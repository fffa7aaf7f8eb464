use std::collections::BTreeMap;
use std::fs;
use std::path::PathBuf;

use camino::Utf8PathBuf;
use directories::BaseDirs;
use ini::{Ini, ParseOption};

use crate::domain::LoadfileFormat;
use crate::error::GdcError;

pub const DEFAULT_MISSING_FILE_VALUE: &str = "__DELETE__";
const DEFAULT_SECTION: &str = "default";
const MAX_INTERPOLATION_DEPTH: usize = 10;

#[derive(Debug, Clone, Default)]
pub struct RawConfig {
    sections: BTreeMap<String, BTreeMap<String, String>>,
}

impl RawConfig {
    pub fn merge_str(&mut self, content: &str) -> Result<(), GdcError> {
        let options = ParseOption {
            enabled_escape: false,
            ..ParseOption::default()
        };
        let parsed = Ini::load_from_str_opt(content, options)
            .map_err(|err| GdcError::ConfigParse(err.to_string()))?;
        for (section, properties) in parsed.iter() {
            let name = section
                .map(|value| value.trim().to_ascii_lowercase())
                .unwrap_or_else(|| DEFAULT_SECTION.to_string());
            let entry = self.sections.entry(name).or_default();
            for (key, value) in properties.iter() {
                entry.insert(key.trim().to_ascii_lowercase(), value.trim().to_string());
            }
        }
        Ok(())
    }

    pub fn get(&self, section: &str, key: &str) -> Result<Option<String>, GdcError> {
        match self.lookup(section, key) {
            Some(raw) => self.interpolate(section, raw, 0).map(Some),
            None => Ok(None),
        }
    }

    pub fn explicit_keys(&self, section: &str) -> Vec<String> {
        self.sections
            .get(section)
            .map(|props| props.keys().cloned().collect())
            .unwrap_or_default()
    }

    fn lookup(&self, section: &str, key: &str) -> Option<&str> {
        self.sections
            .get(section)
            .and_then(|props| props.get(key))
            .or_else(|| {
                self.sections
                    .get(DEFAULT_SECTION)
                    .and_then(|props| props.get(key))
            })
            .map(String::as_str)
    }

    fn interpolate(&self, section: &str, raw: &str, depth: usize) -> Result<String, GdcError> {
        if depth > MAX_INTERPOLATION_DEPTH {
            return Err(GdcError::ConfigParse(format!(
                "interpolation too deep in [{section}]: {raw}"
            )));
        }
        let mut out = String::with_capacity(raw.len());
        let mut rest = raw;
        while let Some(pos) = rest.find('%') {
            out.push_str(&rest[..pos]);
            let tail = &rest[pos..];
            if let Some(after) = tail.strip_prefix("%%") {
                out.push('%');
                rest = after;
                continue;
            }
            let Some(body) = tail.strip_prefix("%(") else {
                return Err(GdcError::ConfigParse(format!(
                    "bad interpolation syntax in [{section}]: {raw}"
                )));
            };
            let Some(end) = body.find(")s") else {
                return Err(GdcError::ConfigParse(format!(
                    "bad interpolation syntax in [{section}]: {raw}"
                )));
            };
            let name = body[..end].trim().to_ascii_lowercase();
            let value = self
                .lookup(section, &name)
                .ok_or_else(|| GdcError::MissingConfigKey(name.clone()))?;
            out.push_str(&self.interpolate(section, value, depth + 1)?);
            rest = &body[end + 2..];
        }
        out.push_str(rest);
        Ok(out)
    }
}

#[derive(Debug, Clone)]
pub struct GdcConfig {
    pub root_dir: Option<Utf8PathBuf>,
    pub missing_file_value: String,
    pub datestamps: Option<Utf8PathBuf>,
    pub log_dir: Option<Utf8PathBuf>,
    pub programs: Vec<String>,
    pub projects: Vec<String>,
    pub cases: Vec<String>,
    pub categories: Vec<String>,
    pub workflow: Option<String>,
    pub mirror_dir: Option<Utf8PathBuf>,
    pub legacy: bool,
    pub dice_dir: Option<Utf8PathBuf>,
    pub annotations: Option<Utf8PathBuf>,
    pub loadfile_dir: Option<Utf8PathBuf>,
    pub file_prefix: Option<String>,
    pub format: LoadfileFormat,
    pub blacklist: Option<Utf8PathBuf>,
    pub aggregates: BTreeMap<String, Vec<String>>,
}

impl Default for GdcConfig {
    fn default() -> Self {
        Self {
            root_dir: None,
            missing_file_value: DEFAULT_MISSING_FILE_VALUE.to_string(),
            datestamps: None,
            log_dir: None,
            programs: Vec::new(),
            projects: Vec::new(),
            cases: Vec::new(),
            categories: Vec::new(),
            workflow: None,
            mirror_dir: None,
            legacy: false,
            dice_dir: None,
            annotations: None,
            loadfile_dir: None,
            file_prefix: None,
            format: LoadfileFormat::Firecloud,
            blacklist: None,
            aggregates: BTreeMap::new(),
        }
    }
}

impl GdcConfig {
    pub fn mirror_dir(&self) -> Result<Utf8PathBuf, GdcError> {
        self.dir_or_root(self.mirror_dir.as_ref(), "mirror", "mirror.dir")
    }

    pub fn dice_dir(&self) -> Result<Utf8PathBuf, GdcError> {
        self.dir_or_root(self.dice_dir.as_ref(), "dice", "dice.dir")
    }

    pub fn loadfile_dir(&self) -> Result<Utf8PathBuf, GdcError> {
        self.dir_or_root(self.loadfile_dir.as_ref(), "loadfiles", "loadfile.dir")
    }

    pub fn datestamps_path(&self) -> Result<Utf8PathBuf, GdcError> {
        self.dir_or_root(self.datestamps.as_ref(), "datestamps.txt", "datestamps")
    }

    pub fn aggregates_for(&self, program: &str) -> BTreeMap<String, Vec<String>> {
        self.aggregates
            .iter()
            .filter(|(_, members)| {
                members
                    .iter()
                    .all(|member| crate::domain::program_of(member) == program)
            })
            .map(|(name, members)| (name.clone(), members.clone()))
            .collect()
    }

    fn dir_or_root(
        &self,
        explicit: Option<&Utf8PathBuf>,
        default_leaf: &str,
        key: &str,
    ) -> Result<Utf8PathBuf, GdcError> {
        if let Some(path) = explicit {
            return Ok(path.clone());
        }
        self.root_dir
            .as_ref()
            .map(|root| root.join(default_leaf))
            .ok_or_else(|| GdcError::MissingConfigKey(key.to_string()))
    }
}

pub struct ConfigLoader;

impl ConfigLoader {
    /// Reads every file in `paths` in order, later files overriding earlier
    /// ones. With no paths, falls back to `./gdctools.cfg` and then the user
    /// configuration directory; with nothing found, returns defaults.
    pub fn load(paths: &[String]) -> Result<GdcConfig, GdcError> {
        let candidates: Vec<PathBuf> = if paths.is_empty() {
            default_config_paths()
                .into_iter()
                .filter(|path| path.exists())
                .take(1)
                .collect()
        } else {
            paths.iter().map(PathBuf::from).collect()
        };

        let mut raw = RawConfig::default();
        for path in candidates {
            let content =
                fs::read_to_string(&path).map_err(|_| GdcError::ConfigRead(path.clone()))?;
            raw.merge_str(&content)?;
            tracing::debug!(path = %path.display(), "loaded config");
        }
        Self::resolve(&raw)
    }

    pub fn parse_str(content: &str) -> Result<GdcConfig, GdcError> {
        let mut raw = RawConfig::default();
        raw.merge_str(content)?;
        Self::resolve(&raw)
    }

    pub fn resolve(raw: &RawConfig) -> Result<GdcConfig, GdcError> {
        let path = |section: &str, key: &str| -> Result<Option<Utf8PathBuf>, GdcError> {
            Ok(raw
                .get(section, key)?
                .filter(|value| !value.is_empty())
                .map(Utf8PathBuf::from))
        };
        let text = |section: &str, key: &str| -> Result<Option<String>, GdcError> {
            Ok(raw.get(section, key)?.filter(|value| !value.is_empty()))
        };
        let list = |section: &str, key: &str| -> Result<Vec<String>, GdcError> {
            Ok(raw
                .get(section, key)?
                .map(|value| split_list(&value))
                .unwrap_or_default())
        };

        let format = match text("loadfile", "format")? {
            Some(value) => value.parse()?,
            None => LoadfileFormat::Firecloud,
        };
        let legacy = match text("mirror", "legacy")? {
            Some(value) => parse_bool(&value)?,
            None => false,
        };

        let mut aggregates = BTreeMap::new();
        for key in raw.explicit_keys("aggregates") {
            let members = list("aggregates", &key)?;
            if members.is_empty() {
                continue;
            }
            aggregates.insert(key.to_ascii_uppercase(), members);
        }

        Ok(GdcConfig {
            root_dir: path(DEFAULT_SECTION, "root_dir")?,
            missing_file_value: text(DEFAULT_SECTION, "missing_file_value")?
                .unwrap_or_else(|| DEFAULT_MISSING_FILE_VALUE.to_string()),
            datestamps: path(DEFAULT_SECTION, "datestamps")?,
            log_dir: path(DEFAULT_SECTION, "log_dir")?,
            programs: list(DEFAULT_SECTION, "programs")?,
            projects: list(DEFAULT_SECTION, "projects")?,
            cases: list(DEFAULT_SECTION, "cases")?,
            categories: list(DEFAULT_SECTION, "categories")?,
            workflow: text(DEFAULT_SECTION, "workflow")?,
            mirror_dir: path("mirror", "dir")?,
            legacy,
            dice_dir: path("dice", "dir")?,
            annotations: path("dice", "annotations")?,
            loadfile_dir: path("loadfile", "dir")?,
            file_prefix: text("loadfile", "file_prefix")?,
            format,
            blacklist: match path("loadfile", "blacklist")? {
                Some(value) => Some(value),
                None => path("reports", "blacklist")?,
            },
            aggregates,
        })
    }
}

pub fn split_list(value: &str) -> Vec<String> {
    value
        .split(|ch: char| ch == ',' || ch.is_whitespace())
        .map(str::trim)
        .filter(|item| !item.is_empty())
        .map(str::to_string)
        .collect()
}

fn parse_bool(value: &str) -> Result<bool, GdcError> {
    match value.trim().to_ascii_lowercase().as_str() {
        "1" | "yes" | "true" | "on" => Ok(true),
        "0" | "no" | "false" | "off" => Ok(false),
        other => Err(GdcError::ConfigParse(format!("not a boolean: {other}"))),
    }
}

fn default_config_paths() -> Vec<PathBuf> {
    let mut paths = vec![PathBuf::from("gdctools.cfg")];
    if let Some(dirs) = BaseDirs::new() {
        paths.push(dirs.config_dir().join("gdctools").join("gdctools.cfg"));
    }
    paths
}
-*-*-
# AIM OF THE TASK
Copy only the lines in the listing that contain "impl".

# RESULT OF THE TASK
impl RawConfig {
impl Default for GdcConfig {
impl GdcConfig {
impl ConfigLoader {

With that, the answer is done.